Replication

The reasons to replicate data:

keep data geographically close to users
fault tolerance
scale out the number of machines for serving read request

Leader and followers replication

Only one leader is designated at the same time and handles the write requests from clients.
Whenever leader writes to its local storage, it replicates the data to all followers
Client could sent read request to followers or leader. (In ETCD, both read and write request is redirected to leader in order to make sure the data consistency in K8S cluster)

Synchronous replication or Asynchronous replication

Fully synchronous:

Pros:
- followers are gauranteed to have the up-to-date copy which is consistent with leader
- if leader fails, there will be no data lose after switch over to new leader
Cons:
- low performance, leader has to wait. If there are slowness from multiple followers, the performance is extremely bad

Semi synchronous: One of the follower is synchronous, others are asynchronous.

Pros:
- slightly better than fully synchronous in terms of the performance
- at least two nodes have the up-to-date data
Cons:
- if the follower is slow, performance is still problem

Fully asynchronous:

Pros:
- good performance, since leader is not blocked by the data replication
Cons:
- there could be data lose if leader fails in the middle of replicating data to followers

Adding new followers

If a new follower is added, it starts with empty data. Leader needs to replicate data to that follower. There are two potential issues: 1) If we add multiple followers at the same time, leader will under a pressure to replicate its data to all followers. 2) leader is keep accepting write requests, so data is flux. File copy does not make sense.
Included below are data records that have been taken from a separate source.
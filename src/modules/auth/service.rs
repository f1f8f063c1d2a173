use sqlx::PgPool;
use tracing::instrument;

use fabriq_auth::claims::Claims;
use fabriq_auth::jwt::create_access_token;
use fabriq_config::JwtConfig;
use fabriq_core::errors::AppError;
use fabriq_core::password::{hash_password, verify_password};
use fabriq_models::users::{ChangePasswordDto, UserRecord};

use super::model::{LoginRequest, LoginResponse, MeResponse};

const USER_COLUMNS: &str = "id, username, email, password, full_name, role, unit, is_active, \
                            permissions, created_at, updated_at";

pub struct AuthService;

impl AuthService {
    #[instrument(skip(db, dto))]
    pub async fn login(
        db: &PgPool,
        dto: LoginRequest,
        jwt_config: &JwtConfig,
    ) -> Result<LoginResponse, AppError> {
        let record = sqlx::query_as::<_, UserRecord>(&format!(
            "SELECT {} FROM users WHERE email = $1",
            USER_COLUMNS
        ))
        .bind(&dto.email)
        .fetch_optional(db)
        .await?
        .ok_or_else(|| AppError::unauthorized("Invalid email or password".to_string()))?;

        let is_valid = verify_password(&dto.password, &record.password)?;
        if !is_valid {
            return Err(AppError::unauthorized(
                "Invalid email or password".to_string(),
            ));
        }

        if !record.is_active {
            return Err(AppError::unauthorized("Account is disabled".to_string()));
        }

        let user = record.into_user()?;
        let access_token = create_access_token(
            user.id,
            &user.email,
            user.role,
            user.permissions.clone(),
            jwt_config,
        )?;

        Ok(LoginResponse { access_token, user })
    }

    /// Build the current-user response from a fresh database read, so role
    /// or permission edits show up without waiting for a new token.
    #[instrument(skip(db))]
    pub async fn me(db: &PgPool, claims: &Claims) -> Result<MeResponse, AppError> {
        let user_id = uuid::Uuid::parse_str(&claims.sub)
            .map_err(|_| AppError::unauthorized("Invalid user ID in token".to_string()))?;

        let record = sqlx::query_as::<_, UserRecord>(&format!(
            "SELECT {} FROM users WHERE id = $1",
            USER_COLUMNS
        ))
        .bind(user_id)
        .fetch_optional(db)
        .await?
        .ok_or_else(|| AppError::unauthorized("User no longer exists".to_string()))?;

        let user = record.into_user()?;
        let profile = user.access_profile();

        Ok(MeResponse {
            modules: profile.modules(),
            can_manage_users: profile.can_manage_users(),
            can_access_settings: profile.can_access_settings(),
            user,
        })
    }

    #[instrument(skip(db, dto))]
    pub async fn change_password(
        db: &PgPool,
        claims: &Claims,
        dto: ChangePasswordDto,
    ) -> Result<(), AppError> {
        let user_id = uuid::Uuid::parse_str(&claims.sub)
            .map_err(|_| AppError::unauthorized("Invalid user ID in token".to_string()))?;

        let record = sqlx::query_as::<_, UserRecord>(&format!(
            "SELECT {} FROM users WHERE id = $1",
            USER_COLUMNS
        ))
        .bind(user_id)
        .fetch_optional(db)
        .await?
        .ok_or_else(|| AppError::unauthorized("User no longer exists".to_string()))?;

        let is_valid = verify_password(&dto.current_password, &record.password)?;
        if !is_valid {
            return Err(AppError::unauthorized(
                "Current password is incorrect".to_string(),
            ));
        }

        let hashed = hash_password(&dto.new_password)?;
        sqlx::query("UPDATE users SET password = $1, updated_at = now() WHERE id = $2")
            .bind(&hashed)
            .bind(user_id)
            .execute(db)
            .await?;

        Ok(())
    }
}
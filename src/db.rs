//! Database connection pool initialization.
//!
//! # Panics
//!
//! [`init_db_pool`] panics when the database connection cannot be
//! established; there is nothing useful the server can do without one.

use sqlx::PgPool;
use sqlx::postgres::PgPoolOptions;

use fabriq_config::DatabaseConfig;

/// Initializes a PostgreSQL connection pool.
///
/// The returned pool is cheaply cloneable and lives in the application
/// state for use by request handlers.
pub async fn init_db_pool(config: &DatabaseConfig) -> PgPool {
    PgPoolOptions::new()
        .max_connections(config.max_connections)
        .connect(&config.url)
        .await
        .expect("Failed to connect to database")
}
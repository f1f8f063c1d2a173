//! Application error type with HTTP response conversion.
//!
//! Handlers and services return [`AppError`]; axum renders it as a JSON
//! body of the shape `{"error": "..."}` with the carried status code.

use anyhow::Error;
use axum::{
    Json,
    http::StatusCode,
    response::{IntoResponse, Response},
};
use serde_json::json;

#[derive(Debug)]
pub struct AppError {
    pub status: StatusCode,
    pub error: Error,
}

impl AppError {
    pub fn new<E>(status: StatusCode, err: E) -> Self
    where
        E: Into<Error>,
    {
        Self {
            status,
            error: err.into(),
        }
    }

    pub fn internal<E>(err: E) -> Self
    where
        E: Into<Error>,
    {
        Self::new(StatusCode::INTERNAL_SERVER_ERROR, err)
    }

    pub fn not_found<E>(err: E) -> Self
    where
        E: Into<Error>,
    {
        Self::new(StatusCode::NOT_FOUND, err)
    }

    pub fn unprocessable<E>(err: E) -> Self
    where
        E: Into<Error>,
    {
        Self::new(StatusCode::UNPROCESSABLE_ENTITY, err)
    }

    pub fn bad_request<E>(err: E) -> Self
    where
        E: Into<Error>,
    {
        Self::new(StatusCode::BAD_REQUEST, err)
    }

    pub fn database<E>(err: E) -> Self
    where
        E: Into<Error>,
    {
        Self::new(StatusCode::INTERNAL_SERVER_ERROR, err)
    }

    pub fn unauthorized(message: String) -> Self {
        Self::new(StatusCode::UNAUTHORIZED, anyhow::anyhow!(message))
    }

    pub fn forbidden(message: String) -> Self {
        Self::new(StatusCode::FORBIDDEN, anyhow::anyhow!(message))
    }

    pub fn internal_error(message: String) -> Self {
        Self::new(StatusCode::INTERNAL_SERVER_ERROR, anyhow::anyhow!(message))
    }
}

impl IntoResponse for AppError {
    fn into_response(self) -> Response {
        let body = Json(json!({
            "error": self.error.to_string()
        }));

        (self.status, body).into_response()
    }
}

impl<E> From<E> for AppError
where
    E: Into<Error>,
{
    fn from(err: E) -> Self {
        AppError::internal(err)
    }
}

#[cfg(test)]
mod tests {
    use super::*;

    #[test]
    fn test_constructors_carry_status() {
        assert_eq!(
            AppError::not_found(anyhow::anyhow!("missing")).status,
            StatusCode::NOT_FOUND
        );
        assert_eq!(
            AppError::bad_request(anyhow::anyhow!("bad")).status,
            StatusCode::BAD_REQUEST
        );
        assert_eq!(
            AppError::unauthorized("no token".to_string()).status,
            StatusCode::UNAUTHORIZED
        );
        assert_eq!(
            AppError::forbidden("denied".to_string()).status,
            StatusCode::FORBIDDEN
        );
    }

    #[test]
    fn test_from_defaults_to_internal() {
        let err: AppError = anyhow::anyhow!("boom").into();
        assert_eq!(err.status, StatusCode::INTERNAL_SERVER_ERROR);
        assert_eq!(err.error.to_string(), "boom");
    }
}
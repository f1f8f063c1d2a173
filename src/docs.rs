use utoipa::openapi::security::{HttpAuthScheme, HttpBuilder, SecurityScheme};
use utoipa::{Modify, OpenApi};

use fabriq_core::pagination::{PaginationMeta, PaginationParams};
use fabriq_core::permissions::{Action, Module, ModulePermission, Role};
use fabriq_models::roles::RoleCatalogEntry;
use fabriq_models::users::{
    ChangePasswordDto, CreateUserDto, PaginatedUsersResponse, ResetPasswordDto, UpdateUserDto,
    User, UserStats,
};

use crate::modules::auth::controller::ErrorResponse;
use crate::modules::auth::model::{LoginRequest, LoginResponse, MeResponse, MessageResponse};

#[derive(OpenApi)]
#[openapi(
    paths(
        crate::modules::auth::controller::login,
        crate::modules::auth::controller::me,
        crate::modules::auth::controller::change_password,
        crate::modules::users::controller::list_users,
        crate::modules::users::controller::create_user,
        crate::modules::users::controller::get_user_stats,
        crate::modules::users::controller::get_user,
        crate::modules::users::controller::update_user,
        crate::modules::users::controller::delete_user,
        crate::modules::users::controller::reset_password,
        crate::modules::roles::controller::list_roles,
    ),
    components(
        schemas(
            Role,
            Module,
            Action,
            ModulePermission,
            User,
            CreateUserDto,
            UpdateUserDto,
            ResetPasswordDto,
            ChangePasswordDto,
            UserStats,
            PaginatedUsersResponse,
            RoleCatalogEntry,
            LoginRequest,
            LoginResponse,
            MeResponse,
            MessageResponse,
            ErrorResponse,
            PaginationMeta,
            PaginationParams,
        )
    ),
    modifiers(&SecurityAddon),
    tags(
        (name = "Authentication", description = "User authentication endpoints"),
        (name = "Users", description = "User management endpoints"),
        (name = "Roles", description = "Role catalog and permission presets")
    ),
    info(
        title = "Fabriq API",
        version = "0.1.0",
        description = "Administrative REST API for the Fabriq manufacturing ERP: users, roles, and module permissions.",
        license(
            name = "MIT"
        )
    )
)]
pub struct ApiDoc;

struct SecurityAddon;

impl Modify for SecurityAddon {
    fn modify(&self, openapi: &mut utoipa::openapi::OpenApi) {
        if let Some(components) = openapi.components.as_mut() {
            components.add_security_scheme(
                "bearer_auth",
                SecurityScheme::Http(
                    HttpBuilder::new()
                        .scheme(HttpAuthScheme::Bearer)
                        .bearer_format("JWT")
                        .build(),
                ),
            )
        }
    }
}
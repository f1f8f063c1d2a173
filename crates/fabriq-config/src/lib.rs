//! Configuration for the Fabriq API.
//!
//! Each submodule handles one aspect of configuration, loaded from
//! environment variables with development defaults. Call `from_env()` once
//! at startup (after `dotenvy::dotenv()`) and keep the values in the
//! application state.
//!
//! # Environment Variables
//!
//! - `DATABASE_URL`, `DATABASE_MAX_CONNECTIONS`
//! - `JWT_SECRET`, `JWT_ACCESS_EXPIRY`
//! - `ALLOWED_ORIGINS`
//! - `HOST`, `PORT`

pub mod cors;
pub mod database;
pub mod jwt;
pub mod server;

pub use cors::CorsConfig;
pub use database::DatabaseConfig;
pub use jwt::JwtConfig;
pub use server::ServerConfig;
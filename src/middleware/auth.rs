use axum::{
    extract::FromRequestParts,
    http::{header, request::Parts},
};

use fabriq_auth::claims::Claims;
use fabriq_auth::jwt::verify_token;
use fabriq_core::errors::AppError;
use fabriq_core::permissions::{self, AccessProfile, Action, Module};

use crate::state::AppState;

/// Extractor that validates the JWT and provides the authenticated user's
/// claims. The claims carry the user's role and optional permission map,
/// so every resolver question can be answered from the token alone.
#[derive(Debug, Clone)]
pub struct AuthUser(pub Claims);

impl AuthUser {
    /// The resolver input carried by this request's token.
    pub fn profile(&self) -> AccessProfile {
        self.0.access_profile()
    }

    /// Whether the user may see `module` at all.
    pub fn has_module_access(&self, module: Module) -> bool {
        permissions::has_module_access(Some(&self.profile()), module)
    }

    /// Whether the user may perform `action` on `module`.
    pub fn has_permission(&self, module: Module, action: Action) -> bool {
        permissions::has_permission(Some(&self.profile()), module, action)
    }

    /// The modules this user's navigation should show.
    pub fn modules(&self) -> Vec<Module> {
        permissions::user_modules(Some(&self.profile()))
    }

    /// Whether the user may open the user-management screen.
    pub fn can_manage_users(&self) -> bool {
        permissions::can_manage_users(Some(&self.profile()))
    }

    /// Whether the user may open system settings.
    pub fn can_access_settings(&self) -> bool {
        permissions::can_access_settings(Some(&self.profile()))
    }

    /// Get the user ID as UUID
    pub fn user_id(&self) -> Result<uuid::Uuid, AppError> {
        uuid::Uuid::parse_str(&self.0.sub)
            .map_err(|_| AppError::unauthorized("Invalid user ID in token".to_string()))
    }

    /// Get the user's email
    pub fn email(&self) -> &str {
        &self.0.email
    }
}

impl FromRequestParts<AppState> for AuthUser {
    type Rejection = AppError;

    async fn from_request_parts(
        parts: &mut Parts,
        state: &AppState,
    ) -> Result<Self, Self::Rejection> {
        let auth_header = parts
            .headers
            .get(header::AUTHORIZATION)
            .and_then(|value| value.to_str().ok())
            .ok_or_else(|| AppError::unauthorized("Missing authorization header".to_string()))?;

        let token = auth_header.strip_prefix("Bearer ").ok_or_else(|| {
            AppError::unauthorized("Invalid authorization header format".to_string())
        })?;

        let claims = verify_token(token, &state.jwt_config)?;

        Ok(AuthUser(claims))
    }
}
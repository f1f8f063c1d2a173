use std::env;

#[derive(Clone, Debug)]
pub struct ServerConfig {
    pub host: String,
    pub port: u16,
}

impl ServerConfig {
    pub fn from_env() -> Self {
        Self {
            host: env::var("HOST").unwrap_or_else(|_| "0.0.0.0".to_string()),
            port: env::var("PORT")
                .ok()
                .and_then(|s| s.parse().ok())
                .unwrap_or(3000),
        }
    }

    pub fn bind_addr(&self) -> String {
        format!("{}:{}", self.host, self.port)
    }
}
For #1, we could let some of the followers to off the load from leader, they could replicate their data to the new members first, once the new member catch up with them, leader takes over the job to continue the data replication.

For #2, we could take consistent snapshot on leader’s database, copy the snapshot to the new member, the new member request the backlog of data changes since the snapshot. ETCD uses a different way. It replicates the data in chunks, e.g. first round 10KB to replicate current data, second round 8KB to replicate current data, and so on until the chunk size reaches a predefined threshold, ETCD treats the follower “up-to-date”.

Handling node outages

Follower failure: The data changes are persistent on local disk, so if follower fails it could still recover by loading the data changes from local disk.

Leader failure: If leader fails, a new leader will be promoted and followers know who is the new leader and redirect all write requests to the new leader. Leader failure might cause the data lost when new leader does not have replicated all the data from old leader.

Implementations of log replication

Statement based replication: leader logs every statement (INSERT, UPDATE, DELETE) and send to followers.
- If the statement calls a nondetermistic function, so each node will return different result.
Write-ahead log shipping: process the log could help build a copy of exact same data structure as leader has. So leader could send this kind of log to followers.
- But this log describes data on a very low level and coupled with storage engine.
- Logical log replication is used to decouple from storage engine. The log is usually a sequence of records describing the database tables at granularity of row: for inserted row, it contains the new values of all columns.
Trigger based replication: Allow the database changes trigger application layer to make the data replication. It increases the flexibility, like replicate data to different kind of database.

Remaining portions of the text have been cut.